Categories
Uncategorized

Elegi untuk Edi: Mengenang 1 tahun berpulangmu

Pribadi yang meng-enigma, sahabat bagi kita, Cinta yang mluber paripurna

Edisius Riyadi Terre adalah pribadi yang meng-enigma

bukan hanya karena ia senang bertanya, seringnya kritis, tidak jarang dengan jenaka,
tapi karena dengan relanya ia meletakkan diri dalam tegangan antara Idealita dan Realita.

Ziarah raganya di dunia yang fana mengakar pada ketekunannya menggulati Ada dan menelusuri Menjadi.

“Ada” sejauh keyakinannya pada Tanda yg menjadi Fakta, “Menjadi” sedekat itu juga keterlibatannya akan Tanya yang menjura pada Apa, Siapa, Bagaimana, Bilamana dan Mengapa.

Ksatria Cahaya, demikian ia senang mengutip karya Paulo Coelho salah satu pengarang favoritnya, “tahu bahwa dia punya macam-macam kewajiban dan tanggungjawab…kalau ada sesuatu yang tidak baik tumbuh di dalam jiwa saya, saya minta pada Tuhan supaya memberi saya kekuatan yg sama untuk mencabut dan membuangnya tanpa ampun.”

Edisius Riyadi Terre adalah sahabat bagi kita.

Bukan karena tanda yang dicerna semiotika, atau ditafsir hermeneutika, apalagi dikalkulasi statistika, namun karena ia ada bagi kita, justru ketika kita paling membutuhkannya.

Saya mengalaminya sebagai sahabat dalam beragam ruang perjumpaan: bukan hanya sebagai kolega dosen di UMN, namun juga dalam perjumpaan yang lebih awal di STF Driyarkara, di Agora, di rumahnya, di Serikat Dosen Indonesia, di INSPECTUS yg diwarisinya, dan di dalam beraneka macam ruangwaktu perjumpaan lainnya, yang sama maupun yang berbeda.

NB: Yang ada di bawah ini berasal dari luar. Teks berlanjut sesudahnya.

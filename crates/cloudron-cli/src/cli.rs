//! Command-line argument parsing with clap.

use std::path::PathBuf;

use clap::{Args, Parser, Subcommand, ValueEnum};

/// Cloudron CLI - install, inspect and develop apps on a Cloudron.
#[derive(Parser, Debug, Clone)]
#[command(name = "cloudron")]
#[command(version, about, long_about = None)]
pub struct Cli {
    /// Cloudron to talk to, e.g. `my.example.com`.
    #[arg(long, env = "CLOUDRON_HOST", global = true)]
    pub host: Option<String>,

    /// Configuration file (default `~/.cloudron.json`).
    #[arg(long, env = "CLOUDRON_CONFIG", global = true)]
    pub config: Option<PathBuf>,

    /// App id; defaults to the app remembered for the current directory.
    #[arg(short, long, global = true)]
    pub app: Option<String>,

    /// Output format.
    #[arg(long, value_enum, default_value_t = Format::Table, global = true)]
    pub format: Format,

    /// Accept invalid TLS certificates (self-signed test boxes).
    #[arg(long, global = true)]
    pub allow_selfsigned: bool,

    /// Subcommand to execute.
    #[command(subcommand)]
    pub command: Commands,
}

/// Output format options.
#[derive(Debug, Clone, Copy, PartialEq, Eq, ValueEnum, Default)]
pub enum Format {
    /// Human-readable table format.
    #[default]
    Table,
    /// JSON output for scripting.
    Json,
}

/// Top-level subcommands.
#[derive(Subcommand, Debug, Clone)]
pub enum Commands {
    /// Log in to a Cloudron and store the access token.
    Login(LoginArgs),

    /// Forget the stored access token.
    Logout,

    /// List installed apps.
    List,

    /// Show the state of the selected app.
    Status,

    /// Install an app from the app store.
    Install(InstallArgs),

    /// Uninstall the selected app.
    Uninstall,

    /// Move the selected app to another location.
    Configure(ConfigureArgs),

    /// Start the selected app.
    Start,

    /// Stop the selected app.
    Stop,

    /// Restart the selected app.
    Restart(WaitArgs),

    /// Show the logs of the selected app.
    Logs(LogsArgs),

    /// Run a command inside the selected app.
    ///
    /// Without a command an interactive shell is started.
    Exec(ExecArgs),

    /// Build the app in the current directory on the build service.
    Build,

    /// List builds of the app in the current directory.
    Builds,

    /// List known Cloudron releases, or resolve one.
    Versions {
        /// Release selector, e.g. `latest` or `0.0.66`.
        selector: Option<String>,
    },
}

/// Arguments for the login command.
#[derive(Args, Debug, Clone)]
pub struct LoginArgs {
    /// Cloudron to log in to; defaults to `--host` or the stored host.
    pub cloudron: Option<String>,

    /// Username; prompted for when omitted.
    #[arg(short, long)]
    pub username: Option<String>,
}

/// Arguments for the install command.
#[derive(Args, Debug, Clone)]
pub struct InstallArgs {
    /// App store id, e.g. `io.example.app`.
    pub appstore_id: String,

    /// Subdomain to install at; prompted for when omitted.
    #[arg(short, long)]
    pub location: Option<String>,

    /// Port bindings (NAME=PORT).
    #[arg(short, long = "port", value_name = "NAME=PORT")]
    pub ports: Vec<String>,

    /// Waiting behaviour.
    #[command(flatten)]
    pub wait: WaitArgs,
}

/// Arguments for the configure command.
#[derive(Args, Debug, Clone)]
pub struct ConfigureArgs {
    /// New subdomain.
    #[arg(short, long)]
    pub location: String,

    /// Waiting behaviour.
    #[command(flatten)]
    pub wait: WaitArgs,
}

/// How long to wait after a state change.
#[derive(Args, Debug, Clone, Copy, Default)]
pub struct WaitArgs {
    /// Also wait until the app passes its health check.
    #[arg(long)]
    pub wait_health: bool,
}

/// Arguments for the logs command.
#[derive(Args, Debug, Clone)]
pub struct LogsArgs {
    /// Keep printing new lines.
    #[arg(short, long)]
    pub follow: bool,

    /// Number of past lines to show.
    #[arg(short = 'n', long, default_value_t = cloudron_api::logs::DEFAULT_LINES)]
    pub lines: u32,
}

/// Arguments for the exec command.
#[derive(Args, Debug, Clone)]
pub struct ExecArgs {
    /// Command and arguments to run.
    #[arg(last = true)]
    pub command: Vec<String>,
}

Edi menjadi sahabat justru karena ia memberi dirinya melebihi apa yang dapat saya, Anda dan mungkin kita pikirkan dan harapkan. Ia bukan teman biasa karena prinsip Etika Keutamaan melandasi adanya, melampaui prinsip kesamaan minat, utilitas, kesenangan dan kewajiban. Edi sahabat yang terus menginspirasi, meski kadang kesehatan diri tidak mengizinkannya melangkah satu mil lagi.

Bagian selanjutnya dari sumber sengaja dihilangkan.